PEGS Boston 2025

Poster sessions

Poster 1 Title: HT-SPR Evaluation of Fc Gamma Receptor Binding using Carterra LSA^XT

Abstract: Fc gamma receptors (FcγRs) are a family of proteins expressed on the surface of immune cells that can elicit activating or inhibitory responses when bound by the Fc domain of IgG antibodies. IgG Fc-containing biologics are a substantial and growing class of drugs with over 175+ antibody therapeutics already approved or undergoing regulatory review (The Antibody Society, 2023). These biologics include IgG-based mAbs, multispecific antibodies, and Fc-fusion proteins. The Fc domain can be mutated to improve, diminish, or abrogate FcγR binding. It can also be mutated to heterodimerize Fc chains for multispecific antibody construction or to extend FcRn mediated half-life, to name a few common mutational strategies. In each application, assessing the mutational impact on each FcγR interaction relative to the wild-type Fc is critical as they are all bound by a common site in the hinge region of the Fc domain and can impart different FcγR-mediated immune responses as a function of their affinity. It is also critical to assess the binding of wild-type and engineered Fc domains to relevant species FcγRs if the therapeutic is intended to be administered to the respective species for proper drug characterization and data interpretation across species. FcγR affinities are commonly measured using lower throughput, high sensitivity biosensing instruments to accurately characterize these interactions and require significant lab time, instrument usage, and protein. Pairing Carterra’s LSA^XT with ACROBiosystems’ proteins enables the development of a high-throughput assessment of FcγRs to simplify the characterization of IgG-Fc containing biologics. Herein, we detail a workflow utilizing High-Throughput SPR (HT-SPR) on the LSA^XT to characterize trastuzumab (IgG1 mAb) against 11 FcγRs with high sensitivity and reproducibility in a fraction of the time and resources.

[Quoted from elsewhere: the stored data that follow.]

//! Mathematical utility functions shared by the regime and risk pipelines.
//!
//! Descriptive statistics here use the population convention (divide by n)
//! to match the semantics of the risk report; regression is plain OLS over
//! integer time indices.

/// Safe comparison for floating point values (pushes NaN to the end).
pub fn float_total_cmp(a: &f64, b: &f64) -> std::cmp::Ordering {
    match (a.is_nan(), b.is_nan()) {
        (true, true) => std::cmp::Ordering::Equal,
        (true, false) => std::cmp::Ordering::Greater,
        (false, true) => std::cmp::Ordering::Less,
        (false, false) => a.partial_cmp(b).unwrap(),
    }
}

/// Calculate percentile from sorted data using linear interpolation.
///
/// `p` is a fraction in `[0, 1]`. This is the standard interpolated
/// percentile used by statistical packages; out-of-range `p` clamps to the
/// extremes, and an empty input yields NaN.
pub fn percentile(sorted_data: &[f64], p: f64) -> f64 {
    if sorted_data.is_empty() {
        return f64::NAN;
    }

    if p <= 0.0 {
        return sorted_data[0];
    }
    if p >= 1.0 {
        return sorted_data[sorted_data.len() - 1];
    }

    let n = sorted_data.len();
    let index = p * (n - 1) as f64;
    let lower = index.floor() as usize;
    let upper = index.ceil() as usize;

    if lower == upper {
        sorted_data[lower]
    } else {
        let weight = index - lower as f64;
        sorted_data[lower] * (1.0 - weight) + sorted_data[upper] * weight
    }
}

/// Arithmetic mean; 0.0 for an empty slice.
pub fn mean(data: &[f64]) -> f64 {
    if data.is_empty() {
        return 0.0;
    }
    data.iter().sum::<f64>() / data.len() as f64
}

/// Population variance (divide by n); 0.0 for an empty slice.
pub fn population_variance(data: &[f64]) -> f64 {
    if data.is_empty() {
        return 0.0;
    }
    let m = mean(data);
    data.iter().map(|&x| (x - m) * (x - m)).sum::<f64>() / data.len() as f64
}

/// Population standard deviation (divide by n).
pub fn population_std(data: &[f64]) -> f64 {
    population_variance(data).sqrt()
}

/// Safe division that substitutes a default when the denominator is zero
/// or the quotient would not be finite.
pub fn safe_div(numerator: f64, denominator: f64, default: f64) -> f64 {
    if denominator == 0.0 {
        return default;
    }
    let q = numerator / denominator;
    if q.is_finite() {
        q
    } else {
        default
    }
}

/// Rolling-window population volatility of a return series.
///
/// Entry `i` of the output is the standard deviation over
/// `returns[i + 1 - window ..= i]`, so it is only defined for
/// `i >= window - 1`; earlier indices are `None`. Window must be >= 2 for a
/// meaningful deviation; a window larger than the series yields all `None`.
pub fn rolling_volatility(returns: &[f64], window: usize) -> Vec<Option<f64>> {
    let n = returns.len();
    let mut out = vec![None; n];
    if window < 2 || n < window {
        return out;
    }
    for i in (window - 1)..n {
        let segment = &returns[i + 1 - window..=i];
        out[i] = Some(population_std(segment));
    }
    out
}

/// OLS slope of `y` regressed on `x`.
///
/// Returns 0.0 for fewer than two points or a degenerate (constant) `x`;
/// regime trend slopes fall back to "no trend" rather than failing.
pub fn ols_slope(x: &[f64], y: &[f64]) -> f64 {
    let n = x.len().min(y.len());
    if n < 2 {
        return 0.0;
    }

    let x_mean = mean(&x[..n]);
    let y_mean = mean(&y[..n]);

    let mut ss_xx = 0.0;
    let mut ss_xy = 0.0;
    for i in 0..n {
        let dx = x[i] - x_mean;
        ss_xx += dx * dx;
        ss_xy += dx * (y[i] - y_mean);
    }

    safe_div(ss_xy, ss_xx, 0.0)
}
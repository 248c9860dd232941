//! Engine configuration.
//!
//! Plain data structs with sensible defaults; both engines take their config
//! by reference so one config can drive a whole batch of instruments.

#[cfg(feature = "serde")]
use serde::{Deserialize, Serialize};

use crate::errors::RiskResult;
use crate::regime::ClassifierConfig;

/// Configuration for regime analysis.
#[derive(Debug, Clone, Copy, PartialEq)]
#[cfg_attr(feature = "serde", derive(Serialize, Deserialize))]
pub struct RegimeConfig {
    /// Return thresholds for regime assignment.
    pub classifier: ClassifierConfig,
    /// Minimum labeled returns required (default 50).
    pub min_history: usize,
}

impl Default for RegimeConfig {
    fn default() -> Self {
        Self {
            classifier: ClassifierConfig::default(),
            min_history: 50,
        }
    }
}

impl RegimeConfig {
    /// Validate thresholds.
    pub fn validate(&self) -> RiskResult<()> {
        self.classifier.validate()
    }
}

/// Configuration for Monte Carlo risk simulation.
#[derive(Debug, Clone, Copy, PartialEq)]
#[cfg_attr(feature = "serde", derive(Serialize, Deserialize))]
pub struct RiskConfig {
    /// Simulation horizon in trading days (default 30).
    pub horizon_days: usize,
    /// Number of independent price paths (default 10 000).
    pub path_count: usize,
    /// Minimum returns required to parameterize the simulation (default 30).
    pub min_history: usize,
    /// Fixed RNG seed; `None` draws one from OS entropy. Identical seeds
    /// reproduce identical ensembles.
    pub rng_seed: Option<u64>,
}

impl Default for RiskConfig {
    fn default() -> Self {
        Self {
            horizon_days: 30,
            path_count: 10_000,
            min_history: 30,
            rng_seed: None,
        }
    }
}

Poster 2 Title: Full Antigen Kinetics of Fabs Directly from Crude Periplasmic Extracts on an Anti-CH1 Capture Surface

Abstract: Characterizing detailed binding kinetics of antibody fragments directly from bacterial periplasmic extracts (PPEs) has been historically challenging because purification of all primary hits is time and resource intensive. Here we have described a highly scalable, yet data rich approach to characterizing the binding kinetics of Fab candidates directly from crude PPE sources. The throughput of the can measure full kinetics (k_a, k_d, and K_D) for thousands of Fabs in a single week, while eliminating the need for purification. The assay demonstrated here using 96 unique Fabs required fewer than 9 ug of antigen and was completed in 10 hrs. Importantly, this set of 96 clones is only one-twelfth of the 1152 clone capacity that can be analyzed in a single experiment. The ability to quantitate complete kinetic profiles for responses with R_max values as low as 5 RU emphasizes that data can be obtained even for poorly expressing clones and is a key benefit of the enhanced sensitivity of the LSA^XT.